WORK ITEM
Output only the lines of the entries that follow, starting at the one with "#[derive(Debug, Clone, PartialEq, Serialize, Deserialize)]" and running down to the one with "pub fn buy(price: f64, quantity: u64, date: DateTime<Utc>)", both included and unchanged.

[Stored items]

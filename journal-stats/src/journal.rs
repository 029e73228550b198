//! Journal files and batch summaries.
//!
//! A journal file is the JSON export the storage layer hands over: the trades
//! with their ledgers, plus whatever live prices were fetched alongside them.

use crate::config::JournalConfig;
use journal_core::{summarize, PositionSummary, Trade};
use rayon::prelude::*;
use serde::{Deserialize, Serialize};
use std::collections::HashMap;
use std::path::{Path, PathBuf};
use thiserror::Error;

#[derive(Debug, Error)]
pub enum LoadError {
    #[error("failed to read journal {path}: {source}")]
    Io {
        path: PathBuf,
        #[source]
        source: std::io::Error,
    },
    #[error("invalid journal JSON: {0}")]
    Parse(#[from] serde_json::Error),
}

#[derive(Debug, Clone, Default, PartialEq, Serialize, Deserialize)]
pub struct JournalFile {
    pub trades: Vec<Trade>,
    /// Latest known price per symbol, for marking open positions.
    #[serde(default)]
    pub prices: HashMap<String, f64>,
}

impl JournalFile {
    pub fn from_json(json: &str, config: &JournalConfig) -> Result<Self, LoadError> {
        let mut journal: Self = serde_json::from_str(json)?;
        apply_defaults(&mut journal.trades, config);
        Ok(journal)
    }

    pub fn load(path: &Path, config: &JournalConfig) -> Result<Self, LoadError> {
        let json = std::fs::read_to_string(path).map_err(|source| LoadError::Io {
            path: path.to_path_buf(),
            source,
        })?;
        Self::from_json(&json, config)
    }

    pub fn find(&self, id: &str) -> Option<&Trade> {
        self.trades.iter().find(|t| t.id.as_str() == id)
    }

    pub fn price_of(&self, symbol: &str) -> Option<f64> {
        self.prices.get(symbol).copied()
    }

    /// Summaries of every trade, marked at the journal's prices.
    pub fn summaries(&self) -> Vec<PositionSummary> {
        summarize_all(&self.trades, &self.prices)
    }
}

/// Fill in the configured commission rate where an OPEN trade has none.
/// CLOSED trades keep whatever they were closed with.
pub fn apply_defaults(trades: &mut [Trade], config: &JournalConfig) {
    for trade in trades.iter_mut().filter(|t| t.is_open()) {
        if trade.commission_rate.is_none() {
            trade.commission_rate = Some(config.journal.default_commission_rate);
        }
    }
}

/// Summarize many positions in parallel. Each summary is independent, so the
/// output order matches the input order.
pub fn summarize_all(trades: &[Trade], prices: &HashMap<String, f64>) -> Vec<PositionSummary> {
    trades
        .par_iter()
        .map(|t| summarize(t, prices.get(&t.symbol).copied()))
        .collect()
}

* * *

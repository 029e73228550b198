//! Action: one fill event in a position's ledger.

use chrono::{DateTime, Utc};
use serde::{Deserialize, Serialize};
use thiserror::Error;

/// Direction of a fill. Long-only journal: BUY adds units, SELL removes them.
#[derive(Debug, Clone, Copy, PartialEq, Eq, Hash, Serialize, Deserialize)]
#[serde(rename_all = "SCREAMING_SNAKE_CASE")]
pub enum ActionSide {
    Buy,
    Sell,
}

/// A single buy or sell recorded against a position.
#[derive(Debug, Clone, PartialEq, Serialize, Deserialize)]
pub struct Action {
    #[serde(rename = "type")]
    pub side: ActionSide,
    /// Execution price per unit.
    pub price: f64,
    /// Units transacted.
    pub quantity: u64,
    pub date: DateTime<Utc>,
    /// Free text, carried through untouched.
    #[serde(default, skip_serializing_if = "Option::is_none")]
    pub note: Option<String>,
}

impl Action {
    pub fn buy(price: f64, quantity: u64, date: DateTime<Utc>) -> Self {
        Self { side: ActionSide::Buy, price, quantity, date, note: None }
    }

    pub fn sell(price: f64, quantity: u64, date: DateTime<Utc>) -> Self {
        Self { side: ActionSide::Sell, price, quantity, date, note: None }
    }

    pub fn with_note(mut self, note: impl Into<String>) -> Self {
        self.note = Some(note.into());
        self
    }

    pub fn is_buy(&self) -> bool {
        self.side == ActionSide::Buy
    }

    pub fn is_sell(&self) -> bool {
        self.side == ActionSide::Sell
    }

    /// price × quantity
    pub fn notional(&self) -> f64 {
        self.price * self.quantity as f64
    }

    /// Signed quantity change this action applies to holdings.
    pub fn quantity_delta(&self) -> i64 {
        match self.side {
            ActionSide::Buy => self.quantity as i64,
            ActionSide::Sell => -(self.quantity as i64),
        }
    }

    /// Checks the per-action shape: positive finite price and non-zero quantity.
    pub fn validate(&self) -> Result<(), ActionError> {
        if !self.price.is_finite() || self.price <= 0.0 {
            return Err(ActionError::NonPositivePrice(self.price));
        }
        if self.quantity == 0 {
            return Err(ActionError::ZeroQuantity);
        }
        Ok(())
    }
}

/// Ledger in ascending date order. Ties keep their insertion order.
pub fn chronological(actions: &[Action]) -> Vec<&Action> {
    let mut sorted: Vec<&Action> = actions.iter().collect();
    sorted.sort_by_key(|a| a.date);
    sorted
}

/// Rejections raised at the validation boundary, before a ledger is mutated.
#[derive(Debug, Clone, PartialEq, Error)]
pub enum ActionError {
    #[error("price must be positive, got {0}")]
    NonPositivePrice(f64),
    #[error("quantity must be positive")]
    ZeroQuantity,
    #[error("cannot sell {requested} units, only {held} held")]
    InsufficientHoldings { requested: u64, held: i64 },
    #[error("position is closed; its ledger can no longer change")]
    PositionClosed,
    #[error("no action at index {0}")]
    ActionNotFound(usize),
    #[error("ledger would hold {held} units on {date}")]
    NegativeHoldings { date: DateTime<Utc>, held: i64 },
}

EXERCISE ANSWER
#[derive(Debug, Clone, PartialEq, Serialize, Deserialize)]
pub struct Action {
    #[serde(rename = "type")]
    pub side: ActionSide,
    /// Execution price per unit.
    pub price: f64,
    /// Units transacted.
    pub quantity: u64,
    pub date: DateTime<Utc>,
    /// Free text, carried through untouched.
    #[serde(default, skip_serializing_if = "Option::is_none")]
    pub note: Option<String>,
}

impl Action {
    pub fn buy(price: f64, quantity: u64, date: DateTime<Utc>) -> Self {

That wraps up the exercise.